EXERCISE OBJECTIVE: Every record must be retyped exactly as it reads.

——

//! AWS configuration loading and client construction.

use aws_config::meta::region::RegionProviderChain;
use aws_config::{BehaviorVersion, Region};
use aws_sdk_cloudwatchlogs::Client as CwlClient;
use aws_sdk_lambda::Client as LambdaClient;

pub struct AwsClients {
    pub lambda: LambdaClient,
    pub logs: CwlClient,
    pub region: String,
}

/// Loads the shared AWS config. An explicit region wins over the environment and
/// profile; `us-east-1` is the last resort.
pub async fn setup_aws_clients(
    aws_region: Option<&str>,
    aws_profile: Option<&str>,
) -> AwsClients {
    let region_provider =
        RegionProviderChain::first_try(aws_region.map(|r| Region::new(r.to_string())))
            .or_default_provider()
            .or_else(Region::new("us-east-1"));

    let mut config_loader = aws_config::defaults(BehaviorVersion::latest()).region(region_provider);
    if let Some(profile) = aws_profile {
        config_loader = config_loader.profile_name(profile);
    }

    let aws_config = config_loader.load().await;
    let region = aws_config
        .region()
        .map(|r| r.to_string())
        .unwrap_or_else(|| "unknown".to_string());
    tracing::debug!(%region, profile = ?aws_profile, "Loaded AWS config");

    AwsClients {
        lambda: LambdaClient::new(&aws_config),
        logs: CwlClient::new(&aws_config),
        region,
    }
}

——

YOUR RESPONSE:
//! AWS configuration loading and client construction.

use aws_config::meta::region::RegionProviderChain;
use aws_config::{BehaviorVersion, Region};
use aws_sdk_cloudwatchlogs::Client as CwlClient;
use aws_sdk_lambda::Client as LambdaClient;

pub struct AwsClients {
    pub lambda: LambdaClient,
    pub logs: CwlClient,
    pub region: String,
}

/// Loads the shared AWS config. An explicit region wins over the environment and
/// profile; `us-east-1` is the last resort.
pub async fn setup_aws_clients(
    aws_region: Option<&str>,
    aws_profile: Option<&str>,
) -> AwsClients {
    let region_provider =
        RegionProviderChain::first_try(aws_region.map(|r| Region::new(r.to_string())))
            .or_default_provider()
            .or_else(Region::new("us-east-1"));

    let mut config_loader = aws_config::defaults(BehaviorVersion::latest()).region(region_provider);
    if let Some(profile) = aws_profile {
        config_loader = config_loader.profile_name(profile);
    }

    let aws_config = config_loader.load().await;
    let region = aws_config
        .region()
        .map(|r| r.to_string())
        .unwrap_or_else(|| "unknown".to_string());
    tracing::debug!(%region, profile = ?aws_profile, "Loaded AWS config");

    AwsClients {
        lambda: LambdaClient::new(&aws_config),
        logs: CwlClient::new(&aws_config),
        region,
    }
}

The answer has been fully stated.